By Sue Wambolt, Contributing Writer
Shrewsbury – As a seventh grader at Oak Middle School in Shrewsbury, Jaehyun (Jae) Lee knew that he wanted to make a difference in the world. At the time, his grandfather, Nak-Sung Choi, was running the Soroti Vision School, a Christian nursery and primary school in Uganda, which he had founded four years earlier. As a way to raise money and awareness for his grandfather's school, Lee founded a club he called G-Mad – “Globally Make a Difference.”
Now a sophomore at Shrewsbury High School (SHS), Lee continues to run G-Mad and remains determined to make a difference in the lives of Ugandan school children.
Seven years ago, Nak-Sung Choi believed that he
was called by God to go to Uganda, as a missionary, and use to his money to educate children there.
“My grandfather obeyed God's call and went to Uganda,” Lee said. “Though he never went to college, he is an extremely intelligent man who worked in architecture. He built the Soroti Vision School himself with hired workers.”
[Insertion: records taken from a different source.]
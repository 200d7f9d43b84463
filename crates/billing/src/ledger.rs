//! User ledger persistence
//!
//! One row per account. All mutations are single-statement conditional
//! UPDATEs so concurrent writers cannot interleave inside a check.

use reelkit_shared::{AccessStatus, UsageKind};
use sqlx::PgPool;
use time::OffsetDateTime;
use uuid::Uuid;

use crate::error::{BillingError, BillingResult};

/// A user's billing ledger row
#[derive(Debug, Clone, sqlx::FromRow)]
pub struct Ledger {
    pub user_id: Uuid,
    pub stripe_customer_id: Option<String>,
    pub email: Option<String>,
    pub trial_credit_cents: i64,
    pub trial_credit_granted: bool,
    pub trial_used: bool,
    pub pending_local_cents: i64,
    pub pending_reset_at: Option<OffsetDateTime>,
    pub billing_blocked: bool,
    pub billing_blocked_reason: Option<String>,
    pub past_due_cents: i64,
    pub script_count: i64,
    pub voice_count: i64,
    pub lipsync_count: i64,
    pub edit_count: i64,
    pub access_subscription_id: Option<String>,
    pub access_plan: Option<String>,
    pub access_status: Option<AccessStatus>,
    pub access_renewal_at: Option<OffsetDateTime>,
    pub usage_subscription_id: Option<String>,
    pub last_payment_at: Option<OffsetDateTime>,
    pub updated_at: OffsetDateTime,
}

/// Ledger store backed by Postgres
#[derive(Clone)]
pub struct LedgerStore {
    pool: PgPool,
}

impl LedgerStore {
    pub fn new(pool: PgPool) -> Self {
        Self { pool }
    }

    /// Fetch a ledger by user ID
    pub async fn get(&self, user_id: Uuid) -> BillingResult<Option<Ledger>> {
        let ledger = sqlx::query_as::<_, Ledger>("SELECT * FROM user_ledgers WHERE user_id = $1")
            .bind(user_id)
            .fetch_optional(&self.pool)
            .await?;
        Ok(ledger)
    }

    /// Fetch a ledger by user ID, erroring when absent
    pub async fn get_required(&self, user_id: Uuid) -> BillingResult<Ledger> {
        self.get(user_id)
            .await?
            .ok_or(BillingError::LedgerNotFound(user_id))
    }

    /// Fetch a ledger by Stripe customer ID
    pub async fn find_by_customer(&self, customer_id: &str) -> BillingResult<Option<Ledger>> {
        let ledger = sqlx::query_as::<_, Ledger>(
            "SELECT * FROM user_ledgers WHERE stripe_customer_id = $1",
        )
        .bind(customer_id)
        .fetch_optional(&self.pool)
        .await?;
        Ok(ledger)
    }

    /// Create or refresh the payer mapping for a user.
    ///
    /// Idempotent: re-delivered customer events overwrite with the same
    /// values. Used by `customer.created`/`customer.updated` keyed on the
    /// customer's `metadata.user_id`.
    pub async fn upsert_payer(
        &self,
        user_id: Uuid,
        customer_id: &str,
        email: Option<&str>,
    ) -> BillingResult<()> {
        sqlx::query(
            r#"
            INSERT INTO user_ledgers (user_id, stripe_customer_id, email)
            VALUES ($1, $2, $3)
            ON CONFLICT (user_id) DO UPDATE
            SET stripe_customer_id = EXCLUDED.stripe_customer_id,
                email = COALESCE(EXCLUDED.email, user_ledgers.email),
                updated_at = NOW()
            "#,
        )
        .bind(user_id)
        .bind(customer_id)
        .bind(email)
        .execute(&self.pool)
        .await?;
        Ok(())
    }

    /// Bind the customer and access subscription captured at checkout
    pub async fn bind_checkout(
        &self,
        user_id: Uuid,
        customer_id: &str,
        subscription_id: Option<&str>,
    ) -> BillingResult<()> {
        sqlx::query(
            r#"
            INSERT INTO user_ledgers (user_id, stripe_customer_id, access_subscription_id, trial_used)
            VALUES ($1, $2, $3, TRUE)
            ON CONFLICT (user_id) DO UPDATE
            SET stripe_customer_id = EXCLUDED.stripe_customer_id,
                access_subscription_id = COALESCE(EXCLUDED.access_subscription_id, user_ledgers.access_subscription_id),
                trial_used = TRUE,
                updated_at = NOW()
            "#,
        )
        .bind(user_id)
        .bind(customer_id)
        .bind(subscription_id)
        .execute(&self.pool)
        .await?;
        Ok(())
    }

    /// Record the usage subscription ID after provisioning
    pub async fn set_usage_subscription(
        &self,
        user_id: Uuid,
        subscription_id: &str,
    ) -> BillingResult<()> {
        sqlx::query(
            "UPDATE user_ledgers SET usage_subscription_id = $2, updated_at = NOW() WHERE user_id = $1",
        )
        .bind(user_id)
        .bind(subscription_id)
        .execute(&self.pool)
        .await?;
        Ok(())
    }

    /// Seed the one-time trial credit.
    ///
    /// The `trial_credit_granted` guard makes this a no-op on every call
    /// after the first; returns whether the seed actually happened.
    pub async fn seed_trial_credit(&self, user_id: Uuid, cents: i64) -> BillingResult<bool> {
        let result = sqlx::query(
            r#"
            UPDATE user_ledgers
            SET trial_credit_cents = $2,
                trial_credit_granted = TRUE,
                updated_at = NOW()
            WHERE user_id = $1 AND trial_credit_granted = FALSE
            "#,
        )
        .bind(user_id)
        .bind(cents)
        .execute(&self.pool)
        .await?;
        Ok(result.rows_affected() > 0)
    }

    /// Atomically decrement trial credit.
    ///
    /// Fails (returns false) rather than going negative when a concurrent
    /// call spent the credit first.
    pub async fn debit_trial_credit(&self, user_id: Uuid, cents: i64) -> BillingResult<bool> {
        let result = sqlx::query(
            r#"
            UPDATE user_ledgers
            SET trial_credit_cents = trial_credit_cents - $2,
                updated_at = NOW()
            WHERE user_id = $1 AND trial_credit_cents >= $2
            "#,
        )
        .bind(user_id)
        .bind(cents)
        .execute(&self.pool)
        .await?;
        Ok(result.rows_affected() > 0)
    }

    /// Add metered spend to the unbilled pending figure
    pub async fn add_pending(&self, user_id: Uuid, cents: i64) -> BillingResult<()> {
        sqlx::query(
            r#"
            UPDATE user_ledgers
            SET pending_local_cents = pending_local_cents + $2,
                updated_at = NOW()
            WHERE user_id = $1
            "#,
        )
        .bind(user_id)
        .bind(cents)
        .execute(&self.pool)
        .await?;
        Ok(())
    }

    /// Zero the pending figure for a newly paid invoice period.
    ///
    /// Keyed on the invoice `period_end`, not the invoice ID: a re-delivered
    /// `invoice.paid` carries the same period and becomes a no-op.
    pub async fn reset_pending_for_period(
        &self,
        user_id: Uuid,
        period_end: OffsetDateTime,
    ) -> BillingResult<bool> {
        let result = sqlx::query(
            r#"
            UPDATE user_ledgers
            SET pending_local_cents = 0,
                pending_reset_at = $2,
                updated_at = NOW()
            WHERE user_id = $1
              AND (pending_reset_at IS NULL OR pending_reset_at < $2)
            "#,
        )
        .bind(user_id)
        .bind(period_end)
        .execute(&self.pool)
        .await?;
        Ok(result.rows_affected() > 0)
    }

    /// Bump the lifetime counter for a usage kind
    pub async fn bump_counter(
        &self,
        user_id: Uuid,
        kind: UsageKind,
        quantity: i64,
    ) -> BillingResult<()> {
        // counter_column() returns a static identifier, never user input
        let column = kind.counter_column();
        let sql = format!(
            "UPDATE user_ledgers SET {column} = {column} + $2, updated_at = NOW() WHERE user_id = $1"
        );
        sqlx::query(&sql)
            .bind(user_id)
            .bind(quantity)
            .execute(&self.pool)
            .await?;
        Ok(())
    }

    /// Mirror the access subscription's plan, status, and renewal time
    pub async fn mirror_subscription(
        &self,
        user_id: Uuid,
        subscription_id: &str,
        plan: Option<&str>,
        status: AccessStatus,
        renewal_at: Option<OffsetDateTime>,
    ) -> BillingResult<()> {
        sqlx::query(
            r#"
            UPDATE user_ledgers
            SET access_subscription_id = $2,
                access_plan = COALESCE($3, access_plan),
                access_status = $4,
                access_renewal_at = COALESCE($5, access_renewal_at),
                updated_at = NOW()
            WHERE user_id = $1
            "#,
        )
        .bind(user_id)
        .bind(subscription_id)
        .bind(plan)
        .bind(status)
        .bind(renewal_at)
        .execute(&self.pool)
        .await?;
        Ok(())
    }

    /// Block billing with a reason
    pub async fn set_block(&self, user_id: Uuid, reason: &str) -> BillingResult<()> {
        sqlx::query(
            r#"
            UPDATE user_ledgers
            SET billing_blocked = TRUE,
                billing_blocked_reason = $2,
                updated_at = NOW()
            WHERE user_id = $1
            "#,
        )
        .bind(user_id)
        .bind(reason)
        .execute(&self.pool)
        .await?;
        Ok(())
    }

    /// Clear any billing block
    pub async fn clear_block(&self, user_id: Uuid) -> BillingResult<()> {
        sqlx::query(
            r#"
            UPDATE user_ledgers
            SET billing_blocked = FALSE,
                billing_blocked_reason = NULL,
                updated_at = NOW()
            WHERE user_id = $1
            "#,
        )
        .bind(user_id)
        .execute(&self.pool)
        .await?;
        Ok(())
    }

    /// Record a failed invoice payment: block and remember the amount owed
    pub async fn record_payment_failure(
        &self,
        user_id: Uuid,
        amount_due_cents: i64,
    ) -> BillingResult<()> {
        sqlx::query(
            r#"
            UPDATE user_ledgers
            SET billing_blocked = TRUE,
                billing_blocked_reason = 'payment_failed',
                past_due_cents = $2,
                updated_at = NOW()
            WHERE user_id = $1
            "#,
        )
        .bind(user_id)
        .bind(amount_due_cents)
        .execute(&self.pool)
        .await?;
        Ok(())
    }

    /// Record a successful payment: stamp the time, clear block and arrears
    pub async fn record_payment(
        &self,
        user_id: Uuid,
        paid_at: OffsetDateTime,
    ) -> BillingResult<()> {
        sqlx::query(
            r#"
            UPDATE user_ledgers
            SET last_payment_at = $2,
                billing_blocked = FALSE,
                billing_blocked_reason = NULL,
                past_due_cents = 0,
                updated_at = NOW()
            WHERE user_id = $1
            "#,
        )
        .bind(user_id)
        .bind(paid_at)
        .execute(&self.pool)
        .await?;
        Ok(())
    }

    /// Append a webhook event to the audit log.
    ///
    /// Informational only; duplicate deliveries are dropped by the unique
    /// constraint and reconciliation stays idempotent on its own keys.
    pub async fn record_webhook_event(
        &self,
        event_id: &str,
        event_type: &str,
        outcome: &str,
    ) -> BillingResult<()> {
        sqlx::query(
            r#"
            INSERT INTO stripe_webhook_events (stripe_event_id, event_type, outcome)
            VALUES ($1, $2, $3)
            ON CONFLICT (stripe_event_id) DO NOTHING
            "#,
        )
        .bind(event_id)
        .bind(event_type)
        .bind(outcome)
        .execute(&self.pool)
        .await?;
        Ok(())
    }
}

#[cfg(test)]
mod tests {
    #![allow(clippy::unwrap_used, clippy::expect_used)]

    use super::*;

    async fn store() -> LedgerStore {
        let url = std::env::var("DATABASE_URL").expect("DATABASE_URL required");
        let pool = sqlx::postgres::PgPoolOptions::new()
            .max_connections(1)
            .connect(&url)
            .await
            .expect("Failed to connect");
        LedgerStore::new(pool)
    }

    #[tokio::test]
    #[ignore] // Requires database
    async fn pending_reset_is_idempotent_per_period() {
        let store = store().await;
        let user = Uuid::new_v4();
        store
            .upsert_payer(user, &format!("cus_{user}"), None)
            .await
            .unwrap();

        store.add_pending(user, 1200).await.unwrap();
        let period_end = OffsetDateTime::from_unix_timestamp(1_700_000_000).unwrap();
        assert!(store
            .reset_pending_for_period(user, period_end)
            .await
            .unwrap());

        // A re-delivered invoice with the same period_end is a no-op and
        // must not clobber spend accrued since the reset
        store.add_pending(user, 300).await.unwrap();
        assert!(!store
            .reset_pending_for_period(user, period_end)
            .await
            .unwrap());
        let ledger = store.get_required(user).await.unwrap();
        assert_eq!(ledger.pending_local_cents, 300);
        assert_eq!(ledger.pending_reset_at, Some(period_end));

        // A newer period resets again
        let next_period = period_end + time::Duration::days(30);
        assert!(store
            .reset_pending_for_period(user, next_period)
            .await
            .unwrap());
        let ledger = store.get_required(user).await.unwrap();
        assert_eq!(ledger.pending_local_cents, 0);
        assert_eq!(ledger.pending_reset_at, Some(next_period));
    }

    #[tokio::test]
    #[ignore] // Requires database
    async fn payment_failure_blocks_with_amount_and_payment_clears() {
        let store = store().await;
        let user = Uuid::new_v4();
        store
            .upsert_payer(user, &format!("cus_{user}"), None)
            .await
            .unwrap();

        store.record_payment_failure(user, 2500).await.unwrap();
        let ledger = store.get_required(user).await.unwrap();
        assert!(ledger.billing_blocked);
        assert_eq!(
            ledger.billing_blocked_reason.as_deref(),
            Some("payment_failed")
        );
        assert_eq!(ledger.past_due_cents, 2500);

        store
            .record_payment(user, OffsetDateTime::now_utc())
            .await
            .unwrap();
        let ledger = store.get_required(user).await.unwrap();
        assert!(!ledger.billing_blocked);
        assert_eq!(ledger.billing_blocked_reason, None);
        assert_eq!(ledger.past_due_cents, 0);
        assert!(ledger.last_payment_at.is_some());
    }

    #[tokio::test]
    #[ignore] // Requires database
    async fn trial_credit_seeds_once_and_never_goes_negative() {
        let store = store().await;
        let user = Uuid::new_v4();
        store
            .upsert_payer(user, &format!("cus_{user}"), None)
            .await
            .unwrap();

        assert!(store.seed_trial_credit(user, 500).await.unwrap());
        assert!(!store.seed_trial_credit(user, 500).await.unwrap());

        assert!(store.debit_trial_credit(user, 300).await.unwrap());
        // Only 200 left; an oversized debit must fail rather than go negative
        assert!(!store.debit_trial_credit(user, 300).await.unwrap());
        let ledger = store.get_required(user).await.unwrap();
        assert_eq!(ledger.trial_credit_cents, 200);
    }
}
“Now, he has a house (which he also built himself)?right next to the school. He works around the school by cleaning, teaching kids, and making other decisions like teachers’ pay. My grandmother, Myung-Yun Kim, also helps around the school by teaching kids and planning fun events for them.”
The Soroti Vision School includes both a nursery school (preschool and kindergarten) and a primary school (grades 1 to 7). There are 10 teachers, three cooks, and a small maintenance staff.
The best part about the Soroti Vision School, Lee noted, is that it is free to attend – not the norm in Uganda. When selecting students, the school officials choose the poorer children instead of the wealthier ones. Lee has made it his mission to help these children and support the school through G-Mad.
“The focus of G-Mad is to love the children of Soroti Vision School. Our mission is to end poverty through love and education,” he said. “In the Bible, there is a passage about the importance of using the gifts that God has given. We want the students to use the blessings that they have received to glorify God's name.”
G-Mad has 30 members and is overseen by biology teacher advisor, Annemarie Duggan. This fall the group ran the “25 Dollar Challenge” – a fundraiser which required each member to collect $25 and talk to at least five people about helping the Ugandan school children. The fundraiser raised $300 which was used to purchase soccer balls for the school.
G-Mad is currently organizing a kid's night out event which would offer babysitting services for parents. Its basketball fundraiser in March at the Oak Middle School gym will be the club's biggest fundraiser of the year.
G-Mad meets every Monday afternoon from 2 to 3 p.m. in room A101 at the High School. The group welcomes any student who is seeking to help others.
“As a club, we know that it is only possible to live happily if you live for others,” Lee said. “We do not give the school this help through pity, but think very highly of the students and give out of love. Someday, we expect them to achieve great things and help others as well.”
The G-Mad Club officers are Jaehyun Lee, president; Monica Bhakri, vice president; Elizabeth George, secretary; Will Wright, historian; and Jaeyoung Lee, treasurer.